Sunday, June 04, 2006



"GUN-FREE" BRITAIN AGAIN

The Packington estate, so decrepit that it is scheduled for demolition, lies between streets of neat Victorian and Georgian terraces in the otherwise leafy borough of Islington, north London. Last Thursday three boys, all aged 15, sat in the estate's ramshackle play park eating Skittles and shooting the breeze. Even though two of them had their hoods up they were not especially intimidating. None had been excluded from school and when asked who they wanted to win this year's Big Brother they cheerily replied, "that one who's got Tourette's". These were normal inner-city boys. Nice, even.

Yet when asked whether they ever carried knives around the neighbourhood or had tried to take one to school, all three responded with a dismaying "for sure". To prove it one boy - who, incidentally, had an innocent smile and sunny disposition - reached into the folds of his tracksuit and pulled out a small kitchen knife, the sort you might use to chop mushrooms. This, he explained, was for "protection".

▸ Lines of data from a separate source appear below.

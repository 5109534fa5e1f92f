//! Dataset inventory.
//!
//! Converts raw listing rows into typed values: mount state as a bool and label
//! timestamps parsed once, here, so nothing downstream handles label strings.

use chrono::{DateTime, Utc};
use serde::Serialize;
use tracing::debug;
use zsnap_agent::{DatasetRecord, SnapshotRecord};

use crate::errors::ZsnapError;
use crate::naming::{self, SnapshotKind};
use crate::storage::Storage;

#[derive(Debug, Clone, PartialEq, Eq, Serialize)]
pub struct Dataset {
    pub name: String,
    pub mounted: bool,
}

impl Dataset {
    /// The pool is the first path component.
    pub fn pool(&self) -> &str {
        pool_of(&self.name)
    }
}

impl From<DatasetRecord> for Dataset {
    fn from(record: DatasetRecord) -> Self {
        Self {
            name: record.name,
            mounted: record.mounted,
        }
    }
}

#[derive(Debug, Clone, PartialEq, Eq, Serialize)]
pub struct Snapshot {
    pub dataset: String,
    pub label: String,
    pub created_at: DateTime<Utc>,
    #[serde(flatten)]
    pub kind: SnapshotKind,
}

impl Snapshot {
    pub fn full_name(&self) -> String {
        format!("{}@{}", self.dataset, self.label)
    }

    pub fn is_marker(&self) -> bool {
        matches!(self.kind, SnapshotKind::Marker { .. })
    }

    pub fn is_automatic(&self) -> bool {
        matches!(self.kind, SnapshotKind::Automatic { .. })
    }
}

impl From<SnapshotRecord> for Snapshot {
    fn from(record: SnapshotRecord) -> Self {
        let kind = naming::classify(&record.label);
        Self {
            created_at: DateTime::from_timestamp(record.creation, 0).unwrap_or_default(),
            dataset: record.dataset,
            label: record.label,
            kind,
        }
    }
}

/// Read-only view of the storage layer. Nothing is cached between calls.
pub struct Inventory<'a, S> {
    storage: &'a S,
}

impl<'a, S: Storage> Inventory<'a, S> {
    pub fn new(storage: &'a S) -> Self {
        Self { storage }
    }

    /// Every dataset under `roots` with its live mount state; all pools when `roots` is empty.
    pub async fn list_datasets(&self, roots: &[String]) -> Result<Vec<Dataset>, ZsnapError> {
        let target = if roots.is_empty() {
            "all pools".to_string()
        } else {
            roots.join(", ")
        };

        let records = self
            .storage
            .list_filesystems(roots)
            .await
            .map_err(|e| ZsnapError::inventory(target, e))?;

        Ok(records.into_iter().map(Dataset::from).collect())
    }

    /// A single dataset; `None` when the storage layer says it does not exist.
    pub async fn dataset(&self, name: &str) -> Result<Option<Dataset>, ZsnapError> {
        let record = self
            .storage
            .get_filesystem(name)
            .await
            .map_err(|e| ZsnapError::inventory(name, e))?;

        Ok(record.map(Dataset::from))
    }

    /// The dataset's own snapshots, oldest first.
    pub async fn snapshots(&self, dataset: &str) -> Result<Vec<Snapshot>, ZsnapError> {
        self.load_snapshots(dataset, false).await
    }

    /// Snapshots of `root` and every descendant, grouped by dataset, oldest first.
    pub async fn snapshots_under(&self, root: &str) -> Result<Vec<Snapshot>, ZsnapError> {
        self.load_snapshots(root, true).await
    }

    async fn load_snapshots(&self, dataset: &str, recursive: bool) -> Result<Vec<Snapshot>, ZsnapError> {
        let records = self
            .storage
            .list_snapshots(dataset, recursive)
            .await
            .map_err(|e| ZsnapError::inventory(dataset, e))?;

        let mut snapshots: Vec<Snapshot> = records.into_iter().map(Snapshot::from).collect();
        snapshots.sort_by(|a, b| {
            a.dataset
                .cmp(&b.dataset)
                .then(a.created_at.cmp(&b.created_at))
                .then(a.label.cmp(&b.label))
        });

        debug!("{} snapshots under {}", snapshots.len(), dataset);
        Ok(snapshots)
    }
}

pub fn pool_of(path: &str) -> &str {
    path.split('/').next().unwrap_or(path)
}

/// The part of `path` below `root`, compared per path component.
///
/// `Some("")` when `path == root`, `None` when `path` is not inside `root`.
pub fn relative_to<'p>(path: &'p str, root: &str) -> Option<&'p str> {
    if path == root {
        return Some("");
    }
    path.strip_prefix(root)?.strip_prefix('/')
}

/// `root` joined with a relative suffix from [`relative_to`].
pub fn join_path(root: &str, suffix: &str) -> String {
    if suffix.is_empty() {
        root.to_string()
    } else {
        format!("{}/{}", root, suffix)
    }
}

Perhaps it was to be expected. In recent weeks numerous reports of citizens attacked and slain have fostered the notion that every other hoodie in Britain is carrying a concealed blade. There were more than 50 knife attacks over the bank holiday weekend alone and horror stories involving good-hearted samaritans apparently breaking up public fights only to be knifed to death have multiplied.

Among them was Tom Grant, a 19-year-old student at St Andrews University, who was on the train travelling home to Gloucestershire last Saturday when he reportedly stepped in to help a woman having a savage row with a young man. He was stabbed fatally.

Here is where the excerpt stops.